Progression et augmentation de la difficulté dans le jeu vidéo

Progression et augmentation de la difficulté dans le jeu vidéo

5.3 Concepts centraux des designers de jeux casual (2) : la progression

Le deuxième élément saillant du système d’appréciation des designers de jeux casual est la progression : un bon jeu doit proposer une progression, il doit se complexifier :

« C’est très important, au niveau de la complexité, une courbe de progression. » (participant 2), « L’idée d’avoir une progression dans le jeu est essentielle. » (participant 3). Le participant 4 cite un précédent, Angry Birds, et vante ses qualités : « il y a toujours une bonne progression qui avance, tout se passe bien, c’est pas trop compliqué, juste assez de règles ».

Le rôle du designer est ainsi de créer une progression, de garder le joueur dans un état dynamique. L’équilibre entre challenges et compétences n’est donc pas figé, il évolue au cours de l’expérience.

La progression n’étant que peu traitée dans la littérature concernant le jeu casual, nous proposons un bref rappel de l’idée de progression dans le jeu vidéo en général. Nous verrons l’idée de progression telle qu’envisagée par Csikszentmihalyi dans le modèle du flow. Puis nous nous pencherons sur les solutions de design traditionnelles du jeu vidéo utilisées pour créer une progression.
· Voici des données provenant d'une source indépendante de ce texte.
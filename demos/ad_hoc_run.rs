//! Triggers one ad-hoc run of a deployed flow (no schedule) and polls its
//! status until it terminates.
//!
//! Run with: `cargo run --example ad_hoc_run --features logging`

use std::sync::atomic::{AtomicU32, Ordering};
use std::sync::Arc;
use std::time::Duration;

use tokio_util::sync::CancellationToken;

use flowvisor::{
    Config, DeployRequest, FlowBuilder, LogWriter, Orchestrator, PoolKind, PoolSpec, RetryPolicy,
    TaskError, TaskFn, TaskSpec,
};

#[tokio::main(flavor = "multi_thread")]
async fn main() -> Result<(), Box<dyn std::error::Error>> {
    let orchestrator = Orchestrator::builder(Config::default())
        .with_subscriber(Arc::new(LogWriter::new()))
        .build();

    let flow = FlowBuilder::new("one-shot")
        .step(TaskSpec::new(TaskFn::arc(
            "work",
            |_ctx: CancellationToken| async {
                println!("doing the work once");
                Ok::<(), TaskError>(())
            },
        )))?
        .step({
            let attempts = Arc::new(AtomicU32::new(0));
            TaskSpec::new(TaskFn::arc("flaky", move |_ctx: CancellationToken| {
                let attempts = Arc::clone(&attempts);
                async move {
                    // Fails once, then succeeds, to show RetryScheduled.
                    if attempts.fetch_add(1, Ordering::SeqCst) == 0 {
                        Err(TaskError::Fail {
                            error: "transient".into(),
                        })
                    } else {
                        Ok(())
                    }
                }
            }))
            .with_retry(RetryPolicy::retries(2))
        })?
        .build()?;

    orchestrator
        .deploy(DeployRequest::new(
            "one-shot",
            flow,
            PoolSpec::new("local-pool", PoolKind::Process),
        ))
        .await?;

    let run = orchestrator.trigger("one-shot").await?;
    loop {
        let view = orchestrator.run_status(run).await?;
        if view.status.is_terminal() {
            println!("run {} finished: {} (error: {:?})", view.id, view.status, view.error);
            break;
        }
        tokio::time::sleep(Duration::from_millis(100)).await;
    }

    orchestrator.shutdown().await?;
    Ok(())
}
Nous pourrons ainsi les comparer avec les solutions de design de nos participants pour comprendre comment se fait la progression dans un jeu casual.
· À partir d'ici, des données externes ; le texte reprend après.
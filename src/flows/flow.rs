//! # Immutable flow graph.
//!
//! A [`Flow`] is the unit a deployment binds to a schedule and a work pool:
//! a name plus an ordered sequence of task steps. The sequence IS the
//! execution order: there is no implicit parallelism, and a run never
//! starts a step before the previous one finished.
//!
//! Flows are cheap to clone (`Arc` internals) and immutable after
//! construction; build them with [`FlowBuilder`](crate::FlowBuilder).

use std::sync::Arc;

use crate::tasks::TaskSpec;

/// Immutable, ordered composition of tasks.
#[derive(Clone)]
pub struct Flow {
    name: Arc<str>,
    steps: Arc<[TaskSpec]>,
}

impl Flow {
    pub(crate) fn from_parts(name: Arc<str>, steps: Vec<TaskSpec>) -> Self {
        Self {
            name,
            steps: steps.into(),
        }
    }

    /// Returns the flow name.
    pub fn name(&self) -> &str {
        &self.name
    }

    /// Returns the steps in execution order.
    pub fn steps(&self) -> &[TaskSpec] {
        &self.steps
    }

    /// Number of steps.
    pub fn len(&self) -> usize {
        self.steps.len()
    }

    /// True if the flow has no steps (such a run completes immediately).
    pub fn is_empty(&self) -> bool {
        self.steps.is_empty()
    }
}

impl std::fmt::Debug for Flow {
    fn fmt(&self, f: &mut std::fmt::Formatter<'_>) -> std::fmt::Result {
        f.debug_struct("Flow")
            .field("name", &self.name)
            .field("steps", &self.steps.iter().map(|s| s.name()).collect::<Vec<_>>())
            .finish()
    }
}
5.3.1 Progression et augmentation de la difficulté

Au cœur du modèle du flow se trouve une idée de progression, de transformation de l’être. Dans une expérience optimale, une forme de complexité se met en place:

It provided a sense of discovery, a creative feeling of transporting the person into a new reality. It pushed the person to higher level of performance, and led to previously undreamed-of state of consciousness. In short it transform the self by making it more complex. (Csikszentmihalyi, 1991).
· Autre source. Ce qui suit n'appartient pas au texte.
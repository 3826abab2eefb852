//! # Run executor - queue consumer and crash detection.
//!
//! [`RunExecutor`] consumes run ids from the scheduler queue and spawns one
//! [`RunActor`] per run. Each actor runs inside its own spawned task watched
//! by the executor: a panic that kills the actor mid-run is reported as a
//! CRASHED run instead of silently losing it.
//!
//! [`HeartbeatMonitor`] is the second crash detector: it periodically scans
//! RUNNING runs and marks those with stale heartbeats CRASHED. Crashed runs
//! are **not** retried automatically.
//!
//! ## Shutdown
//! On runtime cancellation the executor stops consuming and drains its
//! in-flight actors; run cancel tokens are children of the runtime token,
//! so cooperative tasks exit promptly and the orchestrator bounds the drain
//! with its grace period.

use std::sync::Arc;
use std::time::Duration;

use tokio::sync::mpsc;
use tokio::task::{JoinHandle, JoinSet};
use tokio_util::sync::CancellationToken;

use crate::core::actor::RunActor;
use crate::events::{Bus, Event, EventKind};
use crate::runs::{RunId, RunStore};

/// Consumes scheduled runs and supervises their actors.
pub(crate) struct RunExecutor {
    pub(crate) store: Arc<RunStore>,
    pub(crate) bus: Bus,
    pub(crate) heartbeat_interval: Duration,
}

impl RunExecutor {
    /// Spawns the consumer loop.
    pub(crate) fn spawn(
        self,
        rx: mpsc::Receiver<RunId>,
        token: CancellationToken,
    ) -> JoinHandle<()> {
        tokio::spawn(self.run(rx, token))
    }

    async fn run(self, mut rx: mpsc::Receiver<RunId>, token: CancellationToken) {
        let mut actors: JoinSet<()> = JoinSet::new();

        loop {
            tokio::select! {
                _ = token.cancelled() => break,
                next = rx.recv() => match next {
                    Some(id) => self.launch(id, &mut actors).await,
                    None => break,
                },
                Some(_) = actors.join_next(), if !actors.is_empty() => {}
            }
        }

        // Drain in-flight runs; cooperative tasks see the runtime token.
        while actors.join_next().await.is_some() {}
    }

    /// Spawns the actor for one run plus a watcher that reports panics.
    async fn launch(&self, id: RunId, actors: &mut JoinSet<()>) {
        // Gone or already terminal (e.g. cancelled while queued as far as
        // the monitor is concerned): nothing to execute.
        let Some(ctx) = self.store.context(id).await else {
            return;
        };
        let deployment = Arc::clone(&ctx.deployment);
        let actor = RunActor {
            ctx,
            store: Arc::clone(&self.store),
            bus: self.bus.clone(),
            heartbeat_interval: self.heartbeat_interval,
        };

        let store = Arc::clone(&self.store);
        let bus = self.bus.clone();
        actors.spawn(async move {
            let handle = tokio::spawn(actor.run());
            if handle.await.is_err() {
                let reason = "executor panicked mid-run";
                if store.mark_crashed(id, reason).await {
                    bus.publish(
                        Event::now(EventKind::RunCrashed)
                            .with_deployment(deployment)
                            .with_run(id)
                            .with_reason(reason),
                    );
                }
            }
        });
    }
}

/// Marks RUNNING runs with stale heartbeats as CRASHED.
pub(crate) struct HeartbeatMonitor {
    pub(crate) store: Arc<RunStore>,
    pub(crate) bus: Bus,
    pub(crate) interval: Duration,
    pub(crate) timeout: Duration,
}

impl HeartbeatMonitor {
    /// Spawns the scan loop.
    pub(crate) fn spawn(self, token: CancellationToken) -> JoinHandle<()> {
        tokio::spawn(async move {
            let mut ticker = tokio::time::interval(self.interval.max(Duration::from_millis(10)));
            ticker.set_missed_tick_behavior(tokio::time::MissedTickBehavior::Skip);
            loop {
                tokio::select! {
                    _ = token.cancelled() => break,
                    _ = ticker.tick() => self.scan().await,
                }
            }
        })
    }

    async fn scan(&self) {
        for id in self.store.stale_running(self.timeout).await {
            if self.store.mark_crashed(id, "heartbeat timeout").await {
                let deployment = self
                    .store
                    .view(id)
                    .await
                    .map(|v| v.deployment)
                    .unwrap_or_default();
                self.bus.publish(
                    Event::now(EventKind::RunCrashed)
                        .with_deployment(deployment.as_str())
                        .with_run(id)
                        .with_reason("heartbeat timeout"),
                );
            }
        }
    }
}

#[cfg(test)]
mod tests {
    use super::*;
    use crate::deployments::Deployment;
    use crate::flows::FlowBuilder;
    use crate::pools::{PoolKind, PoolSpec, WorkPool};
    use crate::runs::RunStatus;
    use chrono::Utc;

    fn deployment() -> Deployment {
        let flow = FlowBuilder::new("demo").build().unwrap();
        let pool = WorkPool::from_spec(PoolSpec::new("local-pool", PoolKind::Process), 1);
        Deployment::new_for_tests("demo", flow, pool)
    }

    #[tokio::test(start_paused = true)]
    async fn test_monitor_marks_stale_runs_crashed() {
        let token = CancellationToken::new();
        let store = Arc::new(RunStore::new(token.clone()));
        let bus = Bus::new(16);
        let mut rx = bus.subscribe();

        // A run that went RUNNING but has no actor beating for it.
        let d = deployment();
        let id = store.create(&d, Utc::now()).await;
        store.mark_running(id).await;

        let monitor = HeartbeatMonitor {
            store: Arc::clone(&store),
            bus,
            interval: Duration::from_secs(1),
            timeout: Duration::from_secs(30),
        }
        .spawn(token.clone());

        // Paused clock: sleeping auto-advances time and lets the monitor tick.
        let mut crashed = false;
        for _ in 0..60 {
            tokio::time::sleep(Duration::from_secs(1)).await;
            if store.view(id).await.unwrap().status == RunStatus::Crashed {
                crashed = true;
                break;
            }
        }
        assert!(crashed, "stale run was not marked crashed");

        let ev = rx.recv().await.unwrap();
        assert_eq!(ev.kind, EventKind::RunCrashed);
        assert_eq!(ev.run, Some(id));
        assert_eq!(ev.reason.as_deref(), Some("heartbeat timeout"));

        token.cancel();
        let _ = monitor.await;
    }
}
Nous avons vu dans la section 2.3.3 que l’augmentation du challenge dans un jeu est souvent liée à l’idée d’augmentation de la difficulté. « L’augmentation du challenge » est alors utilisée comme un synonyme de « progression ». Cependant, dans certaines activités décrites par Csikszentmihalyi pouvant mener à un état de flow, telles que la lecture, il est peu probable que le challenge augmente, et que les compétences de l’usager soient sans cesse mises à l’épreuve : il n’est pas plus difficile de lire un livre à la fin qu’au début. Pourtant il est possible d’atteindre cet état de complexification de l’être, de progression.

Des études récentes dans le domaine du jeu vidéo montrent que le challenge n’est pas uniquement lié à la difficulté. C’est ainsi la conclusion d’une étude sur le lien entre challenges et difficulté dans les RPG, réalisée par Bostan et Öğüt: « Designers should keep in mind that game challenges are determined by various factors and they cannot be explained solely with difficulty curves » (Bostan & Öğüt, 2009a).

De la même façon, le designer Mike Lopez a expliqué sur Gamasutra.com que la difficulté n’est que l’un des aspects de l’expérience de jeu, et se focaliser uniquement sur ce point est probablement une erreur :

Most people who play games are probably familiar with the concept of difficulty progression, at least at a subconscious level – that games should get harder over time. Most designers presumably know to build increasing difficulty into successive levels, missions, worlds, or courses (usually the single player experiences). But difficulty is only one portion of the overall game experience, and there are several other elements that need to be structured, managed and revealed carefully in order to provide the user with a truly compelling and enjoyable experience throughout gameplay.(Lopez, 2006).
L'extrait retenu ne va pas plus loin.